*** DATASET RECORDS Section Begins ***

//! Write path for the transaction ledger.
//!
//! Base rows and detail rows are always inserted or replaced inside one
//! DB transaction, so the ledger can never hold a base row without its
//! detail (or the other way around).

use std::collections::HashMap;

use chrono::{NaiveDate, Utc};
use sea_orm::{ActiveValue, QueryFilter, QueryOrder, TransactionTrait, prelude::*};
use serde::{Deserialize, Serialize};
use uuid::Uuid;

use crate::{
    CategoryKind, EngineError, Location, ResultEngine, Transaction, TransactionDetail, assets,
    income_expenses, ledgers, transactions, transfers,
    util::{normalize_required_name, validate_amount},
};

use super::{Engine, with_tx};

#[derive(Clone, Debug, PartialEq, Serialize, Deserialize)]
pub struct IncomeExpenseDraft {
    pub kind: CategoryKind,
    pub particulars: String,
    pub amount: f64,
    pub date: NaiveDate,
    pub asset_id: Uuid,
    pub category_id: Uuid,
    #[serde(default)]
    pub ledgers: Vec<Uuid>,
    #[serde(default)]
    pub location: Option<Location>,
    #[serde(default)]
    pub receipt: Option<String>,
}

#[derive(Clone, Debug, PartialEq, Serialize, Deserialize)]
pub struct TransferDraft {
    pub amount: f64,
    pub date: NaiveDate,
    pub from_asset_id: Uuid,
    pub to_asset_id: Uuid,
    #[serde(default)]
    pub receipt: Option<String>,
}

/// Either shape a transaction can take; used by the update path where
/// the caller may swap a transfer for an income/expense entry.
#[derive(Clone, Debug, PartialEq, Serialize, Deserialize)]
#[serde(tag = "type", rename_all = "snake_case")]
pub enum TransactionDraft {
    IncomeExpense(IncomeExpenseDraft),
    Transfer(TransferDraft),
}

impl Engine {
    async fn validate_income_expense(
        &self,
        draft: &IncomeExpenseDraft,
    ) -> ResultEngine<(String, TransactionDetail)> {
        validate_amount(draft.amount)?;
        let particulars = normalize_required_name(&draft.particulars, "particulars")?;

        assets::Entity::find_by_id(draft.asset_id.to_string())
            .one(&self.database)
            .await?
            .ok_or_else(|| EngineError::KeyNotFound("asset not exists".to_string()))?;

        let category = self.require_category(draft.category_id).await?;
        if category.kind != draft.kind {
            return Err(EngineError::InvalidInput(format!(
                "category \"{}\" is {}, not {}",
                category.name,
                category.kind.as_str(),
                draft.kind.as_str()
            )));
        }

        for ledger_id in &draft.ledgers {
            ledgers::Entity::find_by_id(ledger_id.to_string())
                .one(&self.database)
                .await?
                .ok_or_else(|| EngineError::KeyNotFound("ledger not exists".to_string()))?;
        }

        Ok((
            particulars.clone(),
            TransactionDetail::IncomeExpense {
                kind: draft.kind,
                particulars,
                asset_id: draft.asset_id,
                category_id: draft.category_id,
                ledgers: draft.ledgers.clone(),
                location: draft.location.clone(),
            },
        ))
    }

    async fn validate_transfer(&self, draft: &TransferDraft) -> ResultEngine<TransactionDetail> {
        validate_amount(draft.amount)?;
        if draft.from_asset_id == draft.to_asset_id {
            return Err(EngineError::InvalidInput(
                "from_asset_id and to_asset_id must differ".to_string(),
            ));
        }
        for asset_id in [draft.from_asset_id, draft.to_asset_id] {
            assets::Entity::find_by_id(asset_id.to_string())
                .one(&self.database)
                .await?
                .ok_or_else(|| EngineError::KeyNotFound("asset not exists".to_string()))?;
        }
        Ok(TransactionDetail::Transfer {
            from_asset_id: draft.from_asset_id,
            to_asset_id: draft.to_asset_id,
        })
    }

    /// Record an income or expense entry.
    pub async fn create_income_expense(
        &self,
        draft: IncomeExpenseDraft,
    ) -> ResultEngine<Transaction> {
        let (particulars, detail) = self.validate_income_expense(&draft).await?;
        let tx = Transaction::new(draft.amount, draft.date, draft.receipt.clone(), detail)?;

        with_tx!(self, |db_tx| {
            transactions::ActiveModel::from(&tx).insert(&db_tx).await?;
            income_expenses::active_model(
                tx.id,
                draft.kind,
                &particulars,
                draft.asset_id,
                draft.category_id,
                &draft.ledgers,
                draft.location.as_ref(),
            )
            .insert(&db_tx)
            .await?;
            Ok::<_, EngineError>(())
        })?;
        Ok(tx)
    }

    /// Record a transfer between two assets. One row moves the amount;
    /// the per-asset split into outflow and inflow happens at read time.
    pub async fn create_transfer(&self, draft: TransferDraft) -> ResultEngine<Transaction> {
        let detail = self.validate_transfer(&draft).await?;
        let tx = Transaction::new(draft.amount, draft.date, draft.receipt.clone(), detail)?;

        with_tx!(self, |db_tx| {
            transactions::ActiveModel::from(&tx).insert(&db_tx).await?;
            transfers::active_model(tx.id, draft.from_asset_id, draft.to_asset_id)
                .insert(&db_tx)
                .await?;
            Ok::<_, EngineError>(())
        })?;
        Ok(tx)
    }

    /// Replace a transaction with the drafted shape. The detail row is
    /// rewritten, so the update may also change the transaction's kind.
    pub async fn update_transaction(
        &self,
        transaction_id: Uuid,
        draft: TransactionDraft,
    ) -> ResultEngine<Transaction> {
        let model = transactions::Entity::find_by_id(transaction_id.to_string())
            .one(&self.database)
            .await?
            .ok_or_else(|| EngineError::KeyNotFound("transaction not exists".to_string()))?;

        let (amount, date, receipt, detail) = match &draft {
            TransactionDraft::IncomeExpense(d) => {
                let (_, detail) = self.validate_income_expense(d).await?;
                (d.amount, d.date, d.receipt.clone(), detail)
            }
            TransactionDraft::Transfer(d) => {
                let detail = self.validate_transfer(d).await?;
                (d.amount, d.date, d.receipt.clone(), detail)
            }
        };
        let updated_at = Utc::now();

        with_tx!(self, |db_tx| {
            income_expenses::Entity::delete_many()
                .filter(income_expenses::Column::TransactionId.eq(model.id.clone()))
                .exec(&db_tx)
                .await?;
            transfers::Entity::delete_many()
                .filter(transfers::Column::TransactionId.eq(model.id.clone()))
                .exec(&db_tx)
                .await?;

            match &detail {
                TransactionDetail::IncomeExpense {
                    kind,
                    particulars,
                    asset_id,
                    category_id,
                    ledgers,
                    location,
                } => {
                    income_expenses::active_model(
                        transaction_id,
                        *kind,
                        particulars,
                        *asset_id,
                        *category_id,
                        ledgers,
                        location.as_ref(),
                    )
                    .insert(&db_tx)
                    .await?;
                }
                TransactionDetail::Transfer {
                    from_asset_id,
                    to_asset_id,
                } => {
                    transfers::active_model(transaction_id, *from_asset_id, *to_asset_id)
                        .insert(&db_tx)
                        .await?;
                }
            }

            let base = transactions::ActiveModel {
                id: ActiveValue::Set(model.id.clone()),
                kind: ActiveValue::Set(detail.kind().as_str().to_string()),
                amount: ActiveValue::Set(amount),
                date: ActiveValue::Set(date),
                receipt: ActiveValue::Set(receipt.clone()),
                updated: ActiveValue::Set(updated_at),
                ..Default::default()
            };
            base.update(&db_tx).await?;
            Ok::<_, EngineError>(())
        })?;

        Ok(Transaction {
            id: transaction_id,
            amount,
            date,
            receipt,
            created: model.created,
            updated: updated_at,
            detail,
        })
    }

    /// Remove a transaction and its detail row.
    pub async fn delete_transaction(&self, transaction_id: Uuid) -> ResultEngine<()> {
        let model = transactions::Entity::find_by_id(transaction_id.to_string())
            .one(&self.database)
            .await?
            .ok_or_else(|| EngineError::KeyNotFound("transaction not exists".to_string()))?;

        with_tx!(self, |db_tx| {
            income_expenses::Entity::delete_many()
                .filter(income_expenses::Column::TransactionId.eq(model.id.clone()))
                .exec(&db_tx)
                .await?;
            transfers::Entity::delete_many()
                .filter(transfers::Column::TransactionId.eq(model.id.clone()))
                .exec(&db_tx)
                .await?;
            transactions::Entity::delete_by_id(model.id.clone())
                .exec(&db_tx)
                .await?;
            Ok::<_, EngineError>(())
        })
    }

    /// All transactions with their details, newest first.
    pub async fn list_transactions(&self) -> ResultEngine<Vec<Transaction>> {
        let models = transactions::Entity::find()
            .order_by_desc(transactions::Column::Date)
            .order_by_desc(transactions::Column::Created)
            .all(&self.database)
            .await?;

        let mut details: HashMap<String, TransactionDetail> = HashMap::new();
        for row in income_expenses::Entity::find().all(&self.database).await? {
            let tx_id = row.transaction_id.clone();
            details.insert(tx_id, TransactionDetail::try_from(row)?);
        }
        for row in transfers::Entity::find().all(&self.database).await? {
            let tx_id = row.transaction_id.clone();
            details.insert(tx_id, TransactionDetail::try_from(row)?);
        }

        let mut out = Vec::with_capacity(models.len());
        for model in models {
            let Some(detail) = details.remove(&model.id) else {
                continue;
            };
            out.push(Transaction::from_parts(model, detail)?);
        }
        Ok(out)
    }

    /// One transaction with its detail.
    pub async fn transaction(&self, transaction_id: Uuid) -> ResultEngine<Transaction> {
        let model = transactions::Entity::find_by_id(transaction_id.to_string())
            .one(&self.database)
            .await?
            .ok_or_else(|| EngineError::KeyNotFound("transaction not exists".to_string()))?;

        let detail = if let Some(row) = income_expenses::Entity::find()
            .filter(income_expenses::Column::TransactionId.eq(model.id.clone()))
            .one(&self.database)
            .await?
        {
            TransactionDetail::try_from(row)?
        } else if let Some(row) = transfers::Entity::find()
            .filter(transfers::Column::TransactionId.eq(model.id.clone()))
            .one(&self.database)
            .await?
        {
            TransactionDetail::try_from(row)?
        } else {
            return Err(EngineError::KeyNotFound(
                "transaction not exists".to_string(),
            ));
        };

        Transaction::from_parts(model, detail)
    }
}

*** DATASET RECORDS Section Ends ***

**TASK DETAILS:**
Lines above containing "CategoryKind": give their number only.

**EXPECTED ANSWER:**
2